■ **Your objective**
Keyword search on "GeneratorError": report each line of the records that contains it.
________________________________________
//! HTTP storyboard renderer.

use crate::{ServiceClient, StoryboardResponse};
use async_trait::async_trait;
use storyreel_core::ServicesConfig;
use storyreel_error::{GeneratorError, GeneratorErrorKind, StoryreelResult};
use storyreel_interface::{StoryboardRenderer, StoryboardRequest};
use tracing::{debug, instrument};

/// Storyboard renderer backed by the image service.
///
/// `POST {storyboard_url}/storyboard` answers `{ "asset_url": ".." }`.
#[derive(Debug, Clone)]
pub struct HttpStoryboardRenderer {
    client: ServiceClient,
}

impl HttpStoryboardRenderer {
    /// Create a renderer for the configured storyboard service.
    ///
    /// # Errors
    ///
    /// Returns an error if the HTTP client cannot be built.
    pub fn new(services: &ServicesConfig) -> StoryreelResult<Self> {
        Ok(Self::with_client(ServiceClient::new(
            services.storyboard_url(),
            services,
        )?))
    }

    /// Create a renderer around an existing client.
    pub fn with_client(client: ServiceClient) -> Self {
        Self { client }
    }

    /// The underlying service client.
    pub fn client(&self) -> &ServiceClient {
        &self.client
    }
}

#[async_trait]
impl StoryboardRenderer for HttpStoryboardRenderer {
    #[instrument(
        skip(self, req),
        fields(width = req.width(), height = req.height(), turbo = req.turbo())
    )]
    async fn render(&self, req: &StoryboardRequest) -> StoryreelResult<String> {
        let response: StoryboardResponse = self.client.post("storyboard", req).await?;
        let asset_url = response.into_asset_url();
        if asset_url.is_empty() {
            return Err(GeneratorError::new(GeneratorErrorKind::EmptyResponse(
                "storyboard service returned no asset".to_string(),
            ))
            .into());
        }
        debug!(asset_len = asset_url.len(), "Rendered storyboard");
        Ok(asset_url)
    }

    fn provider_name(&self) -> &str {
        "http"
    }
}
________________________________________
■ **Written response**
use storyreel_error::{GeneratorError, GeneratorErrorKind, StoryreelResult};
            return Err(GeneratorError::new(GeneratorErrorKind::EmptyResponse(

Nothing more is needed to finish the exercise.